UK registry Nominet has proposed a new shortened ‘.uk’ business domain it believes will help stamp out the problem of foreign fraudsters using apparently UK-based domains to scam consumers.

The new domains would be open to all UK-based businesses and sit alongside the current range of possibilities - including the hugely-popular - appearing as ‘’.  

However, the more important underlying change is that the new domain will impose extra checks, including that a business has a UK presence in order to qualify. Registrars selling them would also have to meet defined service levels to avoid the possibility of shady outfits gaming the system.

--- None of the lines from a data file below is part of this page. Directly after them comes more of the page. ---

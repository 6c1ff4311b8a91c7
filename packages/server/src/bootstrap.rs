//! Dependency wiring.

use std::sync::Arc;

use streamcircle_shared::time::{Clock, SystemClock};

use crate::{
    config::Config,
    domain::{MessagePusher, MessageRepository, RepositoryError, RoomRepository, StatusEventBus},
    infrastructure::{
        event_bus::InProcessStatusBus,
        message_pusher::WebSocketMessagePusher,
        repository::{InMemoryRoomRepository, SqliteRoomRepository},
    },
    ui::{AppState, Server, ServerSettings},
    usecase::{
        ConnectViewerUseCase, DisconnectViewerUseCase, IngestUseCase, RoomAdminUseCase,
        RoomSequencer, SendMessageUseCase, StatusRelay,
    },
};

/// Build the server with the store selected by `config`.
pub async fn build_app(config: &Config) -> Result<Server, RepositoryError> {
    let clock: Arc<dyn Clock> = Arc::new(SystemClock);

    // 1. Repository (SQLite when a database URL is configured, otherwise in-memory)
    match &config.database_url {
        Some(url) => {
            let repository = Arc::new(SqliteRoomRepository::connect(url, clock.clone()).await?);
            tracing::info!("Using SQLite store at {}", url);
            Ok(build_app_with(config, repository.clone(), repository, clock))
        }
        None => {
            let repository = Arc::new(InMemoryRoomRepository::with_clock(clock.clone()));
            tracing::warn!("DATABASE_URL not set, rooms and messages are kept in memory only");
            Ok(build_app_with(config, repository.clone(), repository, clock))
        }
    }
}

/// Build the server on top of the given stores.
pub fn build_app_with(
    config: &Config,
    rooms: Arc<dyn RoomRepository>,
    messages: Arc<dyn MessageRepository>,
    clock: Arc<dyn Clock>,
) -> Server {
    // Initialize dependencies in order:
    // 2. MessagePusher and status bus
    // 3. UseCases
    // 4. Status relay subscription
    // 5. Server

    // 2. Create MessagePusher (WebSocket implementation) and the status bus
    let message_pusher: Arc<dyn MessagePusher> = Arc::new(WebSocketMessagePusher::new());
    let status_bus: Arc<dyn StatusEventBus> = Arc::new(InProcessStatusBus::new());
    let sequencer = Arc::new(RoomSequencer::new());

    // 3. Create UseCases
    let connect_viewer_usecase = Arc::new(ConnectViewerUseCase::new(
        rooms.clone(),
        messages.clone(),
        message_pusher.clone(),
        sequencer.clone(),
    ));
    let send_message_usecase = Arc::new(SendMessageUseCase::new(
        messages.clone(),
        message_pusher.clone(),
        sequencer.clone(),
    ));
    let disconnect_viewer_usecase =
        Arc::new(DisconnectViewerUseCase::new(message_pusher.clone()));
    let ingest_usecase = Arc::new(IngestUseCase::new(
        rooms.clone(),
        status_bus.clone(),
        sequencer,
    ));
    let room_admin_usecase = Arc::new(RoomAdminUseCase::new(rooms, messages, clock));

    // 4. Forward liveness transitions to connected viewers
    status_bus.subscribe(Arc::new(StatusRelay::new(message_pusher)));

    // 5. Create the server
    Server::new(AppState {
        connect_viewer_usecase,
        send_message_usecase,
        disconnect_viewer_usecase,
        ingest_usecase,
        room_admin_usecase,
        settings: ServerSettings {
            admin_token: config.admin_token.clone(),
            hls_base_url: config.hls_base_url(),
        },
    })
}
//! Room directory implementations.
//!
//! - `inmemory`: process-local store, used in tests and when no database is configured
//! - `sqlite`: `sqlx` backed store

pub mod inmemory;
pub mod sqlite;

pub use inmemory::InMemoryRoomRepository;
pub use sqlite::SqliteRoomRepository;
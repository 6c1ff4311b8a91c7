//! Logging setup utilities for the Streamcircle services.

use tracing_subscriber::{layer::SubscriberExt, util::SubscriberInitExt};

/// Initialize the tracing subscriber with the specified default log level.
///
/// The filter covers the calling crate, the binary and `tower_http` request
/// traces. `RUST_LOG` overrides it entirely when set.
///
/// # Arguments
///
/// * `crate_name` - The library crate emitting most events (e.g., "streamcircle_server")
/// * `binary_name` - The name of the binary (e.g., "streamcircle-server")
/// * `default_log_level` - The default log level (e.g., "debug", "info", "warn", "error")
///
/// # Examples
///
/// ```no_run
/// use streamcircle_shared::logger::setup_logger;
///
/// setup_logger("streamcircle_server", "streamcircle-server", "info");
/// ```
pub fn setup_logger(crate_name: &str, binary_name: &str, default_log_level: &str) {
    tracing_subscriber::registry()
        .with(
            tracing_subscriber::EnvFilter::try_from_default_env()
                .unwrap_or_else(|_| default_filter(crate_name, binary_name, default_log_level).into()),
        )
        .with(tracing_subscriber::fmt::layer())
        .init();
}

/// Build the filter directive used when `RUST_LOG` is not set.
///
/// The binary name is skipped when it normalizes to the crate name.
fn default_filter(crate_name: &str, binary_name: &str, default_log_level: &str) -> String {
    let mut targets = vec![crate_name.replace('-', "_")];
    let binary_target = binary_name.replace('-', "_");
    if !targets.contains(&binary_target) {
        targets.push(binary_target);
    }
    targets.push("tower_http".to_string());

    targets
        .iter()
        .map(|target| format!("{}={}", target, default_log_level))
        .collect::<Vec<_>>()
        .join(",")
}
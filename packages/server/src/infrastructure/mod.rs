//! Infrastructure layer.
//!
//! Concrete implementations of the domain interfaces: room directory stores,
//! the WebSocket channel registry, the in-process status bus, and the DTOs
//! that define the wire formats.

pub mod dto;
pub mod event_bus;
pub mod message_pusher;
pub mod repository;
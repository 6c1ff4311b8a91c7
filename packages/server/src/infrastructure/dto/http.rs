//! HTTP API DTOs.

use serde::{Deserialize, Serialize};

use super::websocket::ChatMessageDto;

/// Room as exposed to anyone (no secrets besides the HLS path).
#[derive(Debug, Clone, Serialize, Deserialize, PartialEq, Eq)]
#[serde(rename_all = "camelCase")]
pub struct PublicRoomDto {
    pub id: String,
    pub name: String,
    pub slug: String,
    pub is_live: bool,
    pub hls_url: String,
    pub created_at: String,
    pub updated_at: String,
}

#[derive(Debug, Clone, Serialize, Deserialize, PartialEq, Eq)]
pub struct RoomResponseDto {
    pub room: PublicRoomDto,
}

#[derive(Debug, Clone, Serialize, Deserialize, PartialEq, Eq)]
pub struct RoomListResponseDto {
    pub rooms: Vec<PublicRoomDto>,
}

#[derive(Debug, Clone, Serialize, Deserialize, PartialEq, Eq)]
#[serde(rename_all = "camelCase")]
pub struct AdminKeysDto {
    pub stream_key: String,
    pub playback_key: String,
}

/// Returned by room creation and key rotation.
#[derive(Debug, Clone, Serialize, Deserialize, PartialEq, Eq)]
pub struct AdminRoomResponseDto {
    pub room: PublicRoomDto,
    pub admin: AdminKeysDto,
}

#[derive(Debug, Clone, Serialize, Deserialize, PartialEq, Eq)]
#[serde(rename_all = "camelCase")]
pub struct ChatCredentialsDto {
    pub token: String,
    pub display_name: String,
}

#[derive(Debug, Clone, Serialize, Deserialize, PartialEq, Eq)]
pub struct JoinRoomResponseDto {
    pub room: PublicRoomDto,
    pub chat: ChatCredentialsDto,
}

#[derive(Debug, Clone, Serialize, Deserialize, PartialEq, Eq)]
pub struct MessageListResponseDto {
    pub messages: Vec<ChatMessageDto>,
}

#[derive(Debug, Clone, Serialize, Deserialize, PartialEq, Eq)]
pub struct CreateRoomRequestDto {
    pub name: String,
}

#[derive(Debug, Clone, Serialize, Deserialize, PartialEq, Eq)]
#[serde(rename_all = "camelCase")]
pub struct JoinRoomRequestDto {
    pub display_name: String,
}

/// Ingest webhook parameters. Media servers send more fields; only `name`
/// (the stream key) is used.
#[derive(Debug, Clone, Default, Serialize, Deserialize, PartialEq, Eq)]
pub struct StreamKeyParamsDto {
    #[serde(default)]
    pub name: Option<String>,
}

/// Body of every error response
#[derive(Debug, Clone, Serialize, Deserialize, PartialEq, Eq)]
pub struct ErrorResponseDto {
    pub error: String,
    pub status: u16,
}
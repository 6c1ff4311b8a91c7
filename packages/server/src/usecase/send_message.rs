//! UseCase: チャット送信処理
//!
//! ## テスト実装の作業記録
//!
//! ### 何をテストしているか
//! - SendMessageUseCase::execute() / acknowledge() メソッド
//! - メッセージの永続化とチャンネル全体へのブロードキャスト
//!
//! ### なぜこのテストが必要か
//! - 送信者を含む全参加者にちょうど 1 回届くことを保証
//! - 永続化に失敗したメッセージがブロードキャストされないことを保証
//! - 不正な内容ではストアが変化しないことを確認
//!
//! ### どのような状況を想定しているか
//! - 正常系：メッセージ送信とブロードキャスト
//! - 異常系：空白のみ・長すぎる内容、ストア障害
//! - エッジケース：送信者が既に切断している場合の ack

use std::sync::Arc;

use crate::domain::{
    ChatMessage, MessageContent, MessagePushError, MessagePusher, MessageRepository,
    NewChatMessage, SendAck, ViewerEvent, ViewerSession,
};

use super::{error::SendMessageError, sequencer::RoomSequencer};

/// チャット送信のユースケース
pub struct SendMessageUseCase {
    /// Repository（メッセージ履歴の永続化）
    messages: Arc<dyn MessageRepository>,
    /// MessagePusher（メッセージ通知の抽象化）
    message_pusher: Arc<dyn MessagePusher>,
    sequencer: Arc<RoomSequencer>,
}

impl SendMessageUseCase {
    /// 新しい SendMessageUseCase を作成
    pub fn new(
        messages: Arc<dyn MessageRepository>,
        message_pusher: Arc<dyn MessagePusher>,
        sequencer: Arc<RoomSequencer>,
    ) -> Self {
        Self {
            messages,
            message_pusher,
            sequencer,
        }
    }

    /// メッセージ送信を実行
    ///
    /// # Arguments
    ///
    /// * `session` - 送信者のセッション
    /// * `content` - 未検証のメッセージ内容
    ///
    /// # Returns
    ///
    /// * `Ok(ChatMessage)` - 永続化され、ブロードキャストされたメッセージ
    /// * `Err(SendMessageError)` - 検証または永続化に失敗（ブロードキャストは行われない）
    pub async fn execute(
        &self,
        session: &ViewerSession,
        content: String,
    ) -> Result<ChatMessage, SendMessageError> {
        // 1. 内容の検証
        let content = MessageContent::new(content)
            .map_err(|e| SendMessageError::InvalidPayload(e.to_string()))?;

        // 2. 永続化とブロードキャストをルーム単位で直列化
        let _guard = self.sequencer.lock(&session.room_id).await;

        let message = self
            .messages
            .insert_message(NewChatMessage {
                room_id: session.room_id,
                author: session.display_name.clone(),
                content,
            })
            .await
            .map_err(|e| {
                tracing::error!(
                    "Failed to persist message in room '{}': {}",
                    session.slug,
                    e
                );
                SendMessageError::Persistence(e.to_string())
            })?;

        // 3. 送信者を含むチャンネル全体にブロードキャスト
        match self
            .message_pusher
            .broadcast(&session.slug, &ViewerEvent::Chat(message.clone()))
        {
            Ok(delivered) => tracing::debug!(
                "Broadcasted message {} to {} viewers in '{}'",
                message.id,
                delivered,
                session.slug
            ),
            Err(e) => tracing::warn!(
                "Failed to broadcast message {} in '{}': {}",
                message.id,
                session.slug,
                e
            ),
        }

        Ok(message)
    }

    /// 送信者にのみ ack を返す
    ///
    /// 送信者が既に切断している場合は何もしない。
    pub fn acknowledge(&self, session: &ViewerSession, ack: SendAck) {
        match self
            .message_pusher
            .push_to(&session.slug, &session.id, &ViewerEvent::Ack(ack))
        {
            Ok(()) => {}
            Err(MessagePushError::ClientNotFound(_)) => {
                tracing::debug!("Session {} left before its ack was sent", session.id);
            }
            Err(e) => tracing::warn!("Failed to send ack to session {}: {}", session.id, e),
        }
    }
}
//! Domain layer.
//!
//! Value objects, entities and the interfaces (repositories, message pusher,
//! status bus) that the usecase layer depends on. Concrete implementations
//! live in the infrastructure layer.

pub mod entity;
pub mod error;
pub mod event_bus;
pub mod factory;
pub mod message_pusher;
pub mod repository;
pub mod value_object;

pub use entity::{ChatMessage, NewChatMessage, Room, RoomStatusEvent, ViewerSession};
pub use error::{MessagePushError, RepositoryError, ValueObjectError};
pub use event_bus::{StatusEventBus, StatusEventHandler};
pub use factory::{RoomKeyFactory, SlugFactory};
pub use message_pusher::{MessagePusher, PusherChannel, SendAck, ViewerEvent};
pub use repository::{MessageRepository, RoomRepository};
#[cfg(test)]
pub use repository::{MockMessageRepository, MockRoomRepository};
pub use value_object::{
    DisplayName, MessageContent, MessageId, PlaybackKey, RoomId, RoomName, SessionId, Slug,
    StreamKey, Timestamp,
};

/// Number of messages replayed to a viewer on join.
pub const HISTORY_LIMIT: usize = 50;
//! JSON error responses.

use axum::{
    Json,
    extract::rejection::JsonRejection,
    http::StatusCode,
    response::{IntoResponse, Response},
};
use thiserror::Error;

use crate::{
    infrastructure::dto::http::ErrorResponseDto,
    usecase::{ConnectError, IngestError, RoomAdminError},
};

/// Error returned by HTTP handlers, rendered as `{error, status}`.
#[derive(Debug, Clone, PartialEq, Eq, Error)]
#[error("{status}: {message}")]
pub struct ApiError {
    pub status: StatusCode,
    pub message: String,
}

impl ApiError {
    pub fn new(status: StatusCode, message: impl Into<String>) -> Self {
        Self {
            status,
            message: message.into(),
        }
    }

    pub fn bad_request(message: impl Into<String>) -> Self {
        Self::new(StatusCode::BAD_REQUEST, message)
    }

    pub fn unauthorized() -> Self {
        Self::new(StatusCode::UNAUTHORIZED, "unauthorized")
    }

    pub fn not_found(message: impl Into<String>) -> Self {
        Self::new(StatusCode::NOT_FOUND, message)
    }
}

impl IntoResponse for ApiError {
    fn into_response(self) -> Response {
        let body = ErrorResponseDto {
            error: self.message,
            status: self.status.as_u16(),
        };
        (self.status, Json(body)).into_response()
    }
}

impl From<JsonRejection> for ApiError {
    fn from(rejection: JsonRejection) -> Self {
        Self::bad_request(rejection.body_text())
    }
}

impl From<RoomAdminError> for ApiError {
    fn from(err: RoomAdminError) -> Self {
        match err {
            RoomAdminError::InvalidInput(e) => Self::bad_request(e.to_string()),
            RoomAdminError::NotFound => Self::not_found("room not found"),
            RoomAdminError::Conflict(reason) => {
                tracing::warn!("Room conflict: {}", reason);
                Self::new(StatusCode::CONFLICT, "room already exists")
            }
            RoomAdminError::Persistence(reason) => {
                tracing::error!("Room store failure: {}", reason);
                Self::new(StatusCode::SERVICE_UNAVAILABLE, "storage unavailable")
            }
        }
    }
}

impl From<ConnectError> for ApiError {
    fn from(err: ConnectError) -> Self {
        match err {
            ConnectError::InvalidHandshake(_) | ConnectError::Unauthorized => Self::unauthorized(),
            ConnectError::Persistence(reason) => {
                tracing::error!("Handshake aborted by store failure: {}", reason);
                Self::new(StatusCode::SERVICE_UNAVAILABLE, "storage unavailable")
            }
        }
    }
}

impl From<IngestError> for ApiError {
    fn from(err: IngestError) -> Self {
        match err {
            IngestError::MissingStreamKey => Self::bad_request("missing stream key"),
            IngestError::UnknownStreamKey => Self::new(StatusCode::FORBIDDEN, "unknown stream key"),
            IngestError::Persistence(reason) => {
                tracing::error!("Publish webhook failed: {}", reason);
                Self::new(StatusCode::INTERNAL_SERVER_ERROR, "storage unavailable")
            }
        }
    }
}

Businesses buying a .uk domain will also get a package of after-sales security including daily checking for hijacking and malware as well as monitoring of DNSSEC domain verification. Domains falling foul of security checks would risk swift suspension.

If it works this would represent a huge step up from the often-criticised wild west of today’s domain sales which has been all about piling up as many domains at the lowest cost. That has handed the management headache to businesses.

The disadvantage of the proposal will be cost, at a reported £20 per domain per year plus the margin added by the reseller, which could double that figure. That won’t be popular with smaller businesses although some will feel it money well spent for the added security.

“The first feature [of the new domains] is that they will be shorter,” said Nominet's Director of Operations Eleanor Bradley. “The second difference is that we want to provide a really safe and secure place for British business to work online and for UK consumers to enjoy the Internet.”

“This is about offering choice. If you’re currently offering a domain name there would be no requirement to change,” she said.

“This new secure domain space would boost the growth of the UK internet economy. We are aware that it represents a significant change to the landscape of internet and we are committed to taking all points of view on board,” added Nominet CEO, Lesley Cowley.

Nominet has opened a three-months consultation period on the proposal and questions are sure to flood in. For instance, who will be responsible for ensuring that the security monitoring is good enough?

Nobody doubts the need for better domain policing. Up to now it has been left for the police to act retrospectively by shutting domains that have been abused by foreign fraudsters to dupe UK consumers.

A good example of this would be a much-publicised bust in which 2,000 domains being used for fraud were shut down in November 2011. That was a mere token pinprick on a serious problem and there has been little to stop fraudsters registering new domains and starting again.

Getting domains shuttered remains a lengthy process and Nominet has had to tip-toe around the rights of domain holders.